### HOW TO COMPLETE THIS TASK
The entries below are to be duplicated exactly, with nothing left out.
======== EXTRACTED RECORDS ========
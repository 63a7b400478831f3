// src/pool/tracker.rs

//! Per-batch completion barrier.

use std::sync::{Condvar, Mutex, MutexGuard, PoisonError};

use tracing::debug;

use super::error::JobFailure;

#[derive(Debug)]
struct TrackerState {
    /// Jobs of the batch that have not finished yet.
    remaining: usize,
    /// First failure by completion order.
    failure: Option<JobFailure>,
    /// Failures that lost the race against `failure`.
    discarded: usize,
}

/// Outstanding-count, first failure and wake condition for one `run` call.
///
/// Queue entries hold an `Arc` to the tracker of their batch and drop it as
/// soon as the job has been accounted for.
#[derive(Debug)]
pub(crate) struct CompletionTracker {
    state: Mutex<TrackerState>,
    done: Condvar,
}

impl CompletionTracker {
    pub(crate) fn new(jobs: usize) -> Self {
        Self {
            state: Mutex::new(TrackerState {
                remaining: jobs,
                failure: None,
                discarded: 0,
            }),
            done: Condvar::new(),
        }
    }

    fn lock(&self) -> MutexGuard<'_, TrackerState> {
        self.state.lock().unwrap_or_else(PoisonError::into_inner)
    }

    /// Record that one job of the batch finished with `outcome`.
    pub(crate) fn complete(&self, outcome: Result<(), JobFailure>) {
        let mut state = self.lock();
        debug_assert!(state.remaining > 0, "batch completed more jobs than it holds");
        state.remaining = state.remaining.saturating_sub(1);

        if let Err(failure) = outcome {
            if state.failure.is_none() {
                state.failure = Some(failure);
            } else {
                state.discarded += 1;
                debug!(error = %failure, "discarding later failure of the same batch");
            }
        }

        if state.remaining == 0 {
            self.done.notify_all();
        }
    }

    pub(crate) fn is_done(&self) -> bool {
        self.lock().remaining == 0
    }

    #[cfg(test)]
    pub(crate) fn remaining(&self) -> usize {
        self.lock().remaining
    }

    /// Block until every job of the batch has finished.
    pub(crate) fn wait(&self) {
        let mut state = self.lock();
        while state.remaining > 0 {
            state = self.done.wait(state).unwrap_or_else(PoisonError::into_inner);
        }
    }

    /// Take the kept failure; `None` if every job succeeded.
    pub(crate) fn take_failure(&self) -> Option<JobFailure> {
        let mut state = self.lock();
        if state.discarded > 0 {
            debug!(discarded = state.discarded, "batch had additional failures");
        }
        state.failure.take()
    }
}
========
### TASK ANSWER
repository 63a7b400478831f3
// src/pool/tracker.rs

//! Per-batch completion barrier.

use std::sync::{Condvar, Mutex, MutexGuard, PoisonError};

use tracing::debug;

use super::error::JobFailure;

#[derive(Debug)]
struct TrackerState {
    /// Jobs of the batch that have not finished yet.
    remaining: usize,
    /// First failure by completion order.
    failure: Option<JobFailure>,
    /// Failures that lost the race against `failure`.
    discarded: usize,
}

/// Outstanding-count, first failure and wake condition for one `run` call.
///
/// Queue entries hold an `Arc` to the tracker of their batch and drop it as
/// soon as the job has been accounted for.
#[derive(Debug)]
pub(crate) struct CompletionTracker {
    state: Mutex<TrackerState>,
    done: Condvar,
}

impl CompletionTracker {
    pub(crate) fn new(jobs: usize) -> Self {
        Self {
            state: Mutex::new(TrackerState {
                remaining: jobs,
                failure: None,
                discarded: 0,
            }),
            done: Condvar::new(),
        }
    }

    fn lock(&self) -> MutexGuard<'_, TrackerState> {
        self.state.lock().unwrap_or_else(PoisonError::into_inner)
    }

    /// Record that one job of the batch finished with `outcome`.
    pub(crate) fn complete(&self, outcome: Result<(), JobFailure>) {
        let mut state = self.lock();
        debug_assert!(state.remaining > 0, "batch completed more jobs than it holds");
        state.remaining = state.remaining.saturating_sub(1);

        if let Err(failure) = outcome {
            if state.failure.is_none() {
                state.failure = Some(failure);
            } else {
                state.discarded += 1;
                debug!(error = %failure, "discarding later failure of the same batch");
            }
        }

        if state.remaining == 0 {
            self.done.notify_all();
        }
    }

    pub(crate) fn is_done(&self) -> bool {
        self.lock().remaining == 0
    }

    #[cfg(test)]
    pub(crate) fn remaining(&self) -> usize {
        self.lock().remaining
    }

    /// Block until every job of the batch has finished.
    pub(crate) fn wait(&self) {
        let mut state = self.lock();
        while state.remaining > 0 {
            state = self.done.wait(state).unwrap_or_else(PoisonError::into_inner);
        }
    }

    /// Take the kept failure; `None` if every job succeeded.
    pub(crate) fn take_failure(&self) -> Option<JobFailure> {
        let mut state = self.lock();
        if state.discarded > 0 {
            debug!(discarded = state.discarded, "batch had additional failures");
        }
        state.failure.take()
    }
}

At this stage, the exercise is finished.